Test-authoring rules (carry-over from private research, applies to all phases)

No rigged adapters. Labels come from a separate file derived from public dataset labels. Adapters never see the ground truth. Violations are the single fastest way to get a benchmark retracted; the discipline that produced this rule is documented in the test-harness contract at the top of python/tests/conftest.py.
Regression tests for every bug fix. If you fix bug X, write a test that fails on the pre-fix code and passes on the fixed code. The test goes in the same PR as the fix.
Name tests after what they prove, not what they exercise. test_passport_with_invalid_sig_is_rejected beats test_verify_passport_case_3.
Avoid live-LLM tests by default. Unit suites run with local test doubles; live-LLM paths are explicit opt-in via env var. CI doesn’t burn API budget on every push.

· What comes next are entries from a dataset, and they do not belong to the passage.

use std::collections::HashMap;

use serde::{Deserialize, Serialize};
use tracing::warn;

use crate::configurator::steps::{StepConfig, StepType};
use crate::domain::selection::{SelectionValue, Selections};

#[derive(Clone, Debug, PartialEq, Eq, Serialize, Deserialize)]
pub struct StepValidation {
    pub valid: bool,
    pub message: Option<String>,
}

impl StepValidation {
    pub fn ok() -> Self {
        Self { valid: true, message: None }
    }

    pub fn invalid(message: impl Into<String>) -> Self {
        Self { valid: false, message: Some(message.into()) }
    }
}

pub type StepValidatorFn = fn(&StepConfig, &Selections) -> StepValidation;

/// Step type to validator lookup. Types without an entry are treated as valid.
#[derive(Clone)]
pub struct StepValidatorRegistry {
    validators: HashMap<StepType, StepValidatorFn>,
}

impl Default for StepValidatorRegistry {
    fn default() -> Self {
        Self::empty()
            .with(StepType::SingleChoice, validate_single_choice)
            .with(StepType::VariantSelector, validate_variant_selector)
            .with(StepType::MultiChoice, validate_multi_choice)
            .with(StepType::IncludedDips, validate_included_dips)
            .with(StepType::OptionalAddons, always_valid)
            .with(StepType::Review, always_valid)
    }
}

impl StepValidatorRegistry {
    pub fn empty() -> Self {
        Self { validators: HashMap::new() }
    }

    pub fn with(mut self, step_type: StepType, validator: StepValidatorFn) -> Self {
        self.register(step_type, validator);
        self
    }

    pub fn register(&mut self, step_type: StepType, validator: StepValidatorFn) {
        self.validators.insert(step_type, validator);
    }

    pub fn validate(&self, step: &StepConfig, selections: &Selections) -> StepValidation {
        match self.validators.get(&step.step_type) {
            Some(validator) => validator(step, selections),
            None => {
                warn!(
                    event_name = "configurator.validator_missing",
                    step_id = %step.id,
                    step_type = %step.step_type,
                    "no validator registered for step type, allowing progress"
                );
                StepValidation::ok()
            }
        }
    }
}

pub fn validate_single_choice(step: &StepConfig, selections: &Selections) -> StepValidation {
    if !step.required || selections.get(&step.id).is_some() {
        return StepValidation::ok();
    }
    StepValidation::invalid(format!("Please choose a {}.", step.label.to_lowercase()))
}

pub fn validate_variant_selector(step: &StepConfig, selections: &Selections) -> StepValidation {
    if !step.required || selections.variant.is_some() {
        return StepValidation::ok();
    }
    StepValidation::invalid("Please select a size.")
}

pub fn validate_multi_choice(step: &StepConfig, selections: &Selections) -> StepValidation {
    if !step.required {
        return StepValidation::ok();
    }

    let minimum = step.min_selections.unwrap_or(1) as usize;
    let count = selections.get(&step.id).map(SelectionValue::selection_count).unwrap_or(0);
    if count >= minimum {
        return StepValidation::ok();
    }

    let noun = if minimum == 1 { "option" } else { "options" };
    StepValidation::invalid(format!(
        "Please select at least {minimum} {noun} for {}.",
        step.label.to_lowercase()
    ))
}

pub fn validate_included_dips(step: &StepConfig, selections: &Selections) -> StepValidation {
    let selection = selections.get(&step.id);
    if matches!(selection, Some(SelectionValue::NoDip)) || !step.required {
        return StepValidation::ok();
    }

    let total = selection.map(SelectionValue::total_quantity).unwrap_or(0);
    if total >= 1 {
        return StepValidation::ok();
    }
    StepValidation::invalid("Please choose at least one dip, or select no dip.")
}

pub fn always_valid(_step: &StepConfig, _selections: &Selections) -> StepValidation {
    StepValidation::ok()
}

#[cfg(test)]
mod tests {
    use std::collections::BTreeMap;

    use rust_decimal::Decimal;

    use super::{StepValidation, StepValidatorRegistry};
    use crate::configurator::steps::{StepConfig, StepType};
    use crate::domain::product::Variant;
    use crate::domain::selection::{SelectionValue, Selections};

    #[test]
    fn required_single_choice_needs_a_selection() {
        let registry = StepValidatorRegistry::default();
        let step = StepConfig::new("style", StepType::SingleChoice, "Style").required();
        let mut selections = Selections::default();

        let result = registry.validate(&step, &selections);
        assert!(!result.valid);
        assert_eq!(result.message.as_deref(), Some("Please choose a style."));

        selections.set("style", SelectionValue::Choice("boneless".to_string()));
        assert!(registry.validate(&step, &selections).valid);

        let optional = StepConfig::new("style", StepType::SingleChoice, "Style");
        assert!(registry.validate(&optional, &Selections::default()).valid);
    }

    #[test]
    fn variant_selector_reads_the_copied_variant() {
        let registry = StepValidatorRegistry::default();
        let step = StepConfig::new("size", StepType::VariantSelector, "Size").required();
        let mut selections = Selections::default();
        assert!(!registry.validate(&step, &selections).valid);

        selections.variant = Some(Variant {
            id: "wings-6".to_string(),
            name: "6 Wings".to_string(),
            price: Decimal::new(699, 2),
            count: Some(6),
        });
        assert!(registry.validate(&step, &selections).valid);
    }

    #[test]
    fn multi_choice_enforces_minimum_only_when_required() {
        let registry = StepValidatorRegistry::default();
        let step = StepConfig::new("sauces", StepType::MultiChoice, "Sauces")
            .required()
            .with_limits(Some(2), Some(3));
        let mut selections = Selections::default();
        selections.set("sauces", SelectionValue::Choices(vec!["buffalo".to_string()]));

        let result = registry.validate(&step, &selections);
        assert!(!result.valid);
        assert_eq!(result.message.as_deref(), Some("Please select at least 2 options for sauces."));

        selections.set(
            "sauces",
            SelectionValue::Choices(vec!["buffalo".to_string(), "garlic".to_string()]),
        );
        assert!(registry.validate(&step, &selections).valid);
    }

    #[test]
    fn included_dips_accepts_no_dip_sentinel_or_positive_quantity() {
        let registry = StepValidatorRegistry::default();
        let step = StepConfig::new("dips", StepType::IncludedDips, "Dips").required();
        let mut selections = Selections::default();
        assert!(!registry.validate(&step, &selections).valid);

        selections.set("dips", SelectionValue::NoDip);
        assert!(registry.validate(&step, &selections).valid);

        selections.set("dips", SelectionValue::Quantities(BTreeMap::new()));
        assert!(!registry.validate(&step, &selections).valid);

        selections
            .set("dips", SelectionValue::Quantities(BTreeMap::from([("ranch".to_string(), 1)])));
        assert!(registry.validate(&step, &selections).valid);
    }

    #[test]
    fn addons_and_review_always_pass() {
        let registry = StepValidatorRegistry::default();
        let addons = StepConfig::new("extras", StepType::OptionalAddons, "Extras").required();
        let review = StepConfig::new("review", StepType::Review, "Review").required();

        assert!(registry.validate(&addons, &Selections::default()).valid);
        assert!(registry.validate(&review, &Selections::default()).valid);
    }

    #[test]
    fn unregistered_step_type_fails_open() {
        let registry = StepValidatorRegistry::empty();
        let step = StepConfig::new("heat", StepType::Unknown("spice-meter".to_string()), "Heat")
            .required();

        assert_eq!(registry.validate(&step, &Selections::default()), StepValidation::ok());
    }

    #[test]
    fn registered_validator_overrides_default() {
        fn never(_: &StepConfig, _: &Selections) -> StepValidation {
            StepValidation::invalid("closed")
        }

        let registry = StepValidatorRegistry::default().with(StepType::Review, never);
        let review = StepConfig::new("review", StepType::Review, "Review");
        assert!(!registry.validate(&review, &Selections::default()).valid);
    }
}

Before claiming “tests pass”

For docs/config-only changes: run a pre-commit local sweep — JSON parse over all .json files, YAML parse over all .yml / .yaml files, plus the forbidden-term grep. The exact grep invocation lives in /.github/workflows/secret-scan.yml ; copy the include list, exclude list, and pattern string from there to run it locally:

# substitute <PATTERN> with the literal regex from secret-scan.yml's
# `PATTERN='...'` line; if you embed the pattern in this file the
# forbidden-term gate self-trips.
grep -RInE \
  --include='*.md' --include='*.yml' --include='*.yaml' \
  --include='*.json' --include='*.cast' --include='*.toml' \
  --include='*.py' --include='*.go' --include='*.sh' \
  --include='.gitignore' --include='.env*' \
  --include='Dockerfile*' --include='Makefile*' \
  --exclude-dir='.git' --exclude-dir='artifacts' \
  --exclude-dir='.github' \
  '<PATTERN>' .

For runtime changes:

Exit code 0 on the full pytest suite
Exit code 0 on the relevant Go build/test command when touching go/
Known-failing / known-collecting-error count has not grown
No xfail flipped to pass-or-fail without an explicit reason
The pytest summary line (N passed, M skipped, K xfailed) pasted into the commit body so a reviewer can see the delta vs the known baseline without re-running
When touching the Claude Code hook plugin, run PYTHONPATH=python python3 -m pytest python/tests/test_claude_code_hook.py python/tests/test_claude_code_telemetry.py python/tests/test_ardur_profile.py -q. Also run the end-to-end hook smoke: PYTHONPATH=python python3 plugins/claude-code/scripts/smoke.py (expects PASS: output and exit 0). Validate the current Claude Code plugin package: claude plugin validate plugins/claude-code. Live-binary smoke against an actual Claude Code session is optional and not gated in CI because it requires a Claude Code install.

Why this page exists

Public security-software repos that fail their own CI on the first PR every time train contributors not to trust the gates. This page keeps the automated and manual checks explicit so release claims stay tied to evidence.